DESCRIPTION OF THE TASK: Note how many lines in the material have "CameraDescriptor", and give only that figure.

BEGIN SUPPLIED DATA

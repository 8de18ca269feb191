//! GPU-visible record types and the stores that hold them.
//!
//! Every record here is `Pod`: fixed layout, no pointers, indices only. The
//! host keeps a shadow copy of each table so mutation is read-modify-write
//! without a device round trip.

use bytemuck::{Pod, Zeroable};

use crate::backend::{BufferHandle, ExecutionEngine, ProcedureId};
use crate::geometry::{Vec2, Vec3};

/// Sentinel for "socket not connected" in descriptor records.
pub const INVALID_NODE_INDEX: u32 = 0xFFFF_FFFF;

/// Shader-node record: a procedure-set index plus an opaque per-kind payload
/// of node indices and f32 bit patterns.
#[repr(C)]
#[derive(Clone, Copy, Debug, PartialEq, Eq, Pod, Zeroable)]
pub struct NodeDescriptor {
    pub proc_set_index: u32,
    pub data: [u32; 15],
}

impl NodeDescriptor {
    pub fn new(proc_set_index: u32) -> Self {
        NodeDescriptor {
            proc_set_index,
            data: [0; 15],
        }
    }
}

/// Surface-material record. The first four words are the procedure head
/// (BSDF setup id, BSDF proc-set index, EDF setup id, EDF proc-set index);
/// the rest is the variant body, with sub-material records inlined for
/// multi-materials.
#[repr(C)]
#[derive(Clone, Copy, Debug, PartialEq, Eq, Pod, Zeroable)]
pub struct SurfaceMaterialDescriptor {
    pub data: [u32; 32],
}

impl SurfaceMaterialDescriptor {
    pub const NUM_WORDS: usize = 32;

    pub fn zeroed() -> Self {
        SurfaceMaterialDescriptor { data: [0; 32] }
    }
}

/// Per-node-kind kernel entry points, one per producible socket value type.
#[repr(C)]
#[derive(Clone, Copy, Debug, Default, PartialEq, Eq, Pod, Zeroable)]
pub struct NodeProcedureSet {
    pub prog_float: ProcedureId,
    pub prog_float2: ProcedureId,
    pub prog_float3: ProcedureId,
    pub prog_float4: ProcedureId,
    pub prog_spectrum: ProcedureId,
    pub prog_tex_coord: ProcedureId,
}

/// Kernel entry points for one BSDF implementation.
#[repr(C)]
#[derive(Clone, Copy, Debug, Default, PartialEq, Eq, Pod, Zeroable)]
pub struct BsdfProcedureSet {
    pub prog_get_base_color: ProcedureId,
    pub prog_matches: ProcedureId,
    pub prog_sample: ProcedureId,
    pub prog_evaluate: ProcedureId,
    pub prog_evaluate_pdf: ProcedureId,
    pub prog_weight: ProcedureId,
}

/// Kernel entry points for one EDF implementation.
#[repr(C)]
#[derive(Clone, Copy, Debug, Default, PartialEq, Eq, Pod, Zeroable)]
pub struct EdfProcedureSet {
    pub prog_evaluate_emittance: ProcedureId,
    pub prog_evaluate: ProcedureId,
}

/// Triangle-mesh vertex, uploaded verbatim to the engine vertex buffer.
#[repr(C)]
#[derive(Clone, Copy, Debug, Default, PartialEq, Pod, Zeroable)]
pub struct Vertex {
    pub position: Vec3,
    pub normal: Vec3,
    pub tangent: Vec3,
    pub tex_coord: Vec2,
}

/// One descriptor table: host shadow vector paired with an engine buffer.
///
/// Index allocation lives in the matching `SlotTable`; the store itself does
/// not police whether an index is allocated.
pub struct DescriptorStore<T: Pod> {
    shadow: Vec<T>,
    buffer: BufferHandle,
}

impl<T: Pod> DescriptorStore<T> {
    pub fn new(engine: &mut dyn ExecutionEngine, capacity: u32) -> Self {
        DescriptorStore {
            shadow: vec![T::zeroed(); capacity as usize],
            buffer: engine.create_buffer(std::mem::size_of::<T>(), capacity),
        }
    }

    pub fn buffer(&self) -> BufferHandle {
        self.buffer
    }

    /// Overwrites both the host shadow and the engine copy.
    pub fn write(&mut self, engine: &mut dyn ExecutionEngine, index: u32, record: &T) {
        self.shadow[index as usize] = *record;
        engine.write_buffer(
            self.buffer,
            index as usize * std::mem::size_of::<T>(),
            bytemuck::bytes_of(record),
        );
    }

    pub fn read(&self, index: u32) -> T {
        self.shadow[index as usize]
    }

    pub fn destroy(self, engine: &mut dyn ExecutionEngine) {
        engine.destroy_buffer(self.buffer);
    }
}

#[cfg(test)]
mod tests {
    use super::*;
    use crate::backend::HostEngine;
    use crate::scene::CameraDescriptor;

    #[test]
    fn write_reaches_shadow_and_engine() {
        let mut engine = HostEngine::new();
        let mut store: DescriptorStore<NodeDescriptor> = DescriptorStore::new(&mut engine, 4);

        let mut desc = NodeDescriptor::new(7);
        desc.data[0] = INVALID_NODE_INDEX;
        desc.data[1] = 0.5f32.to_bits();
        store.write(&mut engine, 2, &desc);

        assert_eq!(store.read(2), desc);
        let bytes = engine.read_buffer(store.buffer());
        let records: &[NodeDescriptor] = bytemuck::cast_slice(&bytes);
        assert_eq!(records[2], desc);
        assert_eq!(records[1], NodeDescriptor::zeroed());
    }

    #[test]
    fn material_and_camera_records_reach_engine_bytes() {
        let mut engine = HostEngine::new();

        let mut mat_store: DescriptorStore<SurfaceMaterialDescriptor> =
            DescriptorStore::new(&mut engine, 4);
        let mut mat = SurfaceMaterialDescriptor::zeroed();
        mat.data[0] = 3;
        mat.data[4] = INVALID_NODE_INDEX;
        mat.data[5] = 0.7f32.to_bits();
        mat_store.write(&mut engine, 1, &mat);

        let bytes = engine.read_buffer(mat_store.buffer());
        let records: &[SurfaceMaterialDescriptor] = bytemuck::cast_slice(&bytes);
        assert_eq!(records[1], mat);
        assert_eq!(records[0], SurfaceMaterialDescriptor::zeroed());

        let mut cam_store: DescriptorStore<CameraDescriptor> = DescriptorStore::new(&mut engine, 1);
        let cam = CameraDescriptor {
            position: Vec3(0.0, 1.5, 6.0),
            orientation: [1.0, 0.0, 0.0, 0.0],
            aspect: 16.0 / 9.0,
            fov_y: 0.7,
            lens_radius: 0.0,
            image_plane_distance: 1.0,
            object_plane_distance: 1.0,
            prog_sample_lens_position: 1,
            prog_sample_idf: 2,
        };
        cam_store.write(&mut engine, 0, &cam);

        let bytes = engine.read_buffer(cam_store.buffer());
        let records: &[CameraDescriptor] = bytemuck::cast_slice(&bytes);
        assert_eq!(records[0].position, cam.position);
        assert_eq!(records[0].aspect, cam.aspect);
        assert_eq!(records[0].prog_sample_idf, cam.prog_sample_idf);
    }

    #[test]
    fn record_sizes_match_kernel_layout() {
        assert_eq!(std::mem::size_of::<NodeDescriptor>(), 16 * 4);
        assert_eq!(std::mem::size_of::<SurfaceMaterialDescriptor>(), 32 * 4);
        assert_eq!(std::mem::size_of::<Vertex>(), 11 * 4);
    }
}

END SUPPLIED DATA

YOUR RESPONSE: 4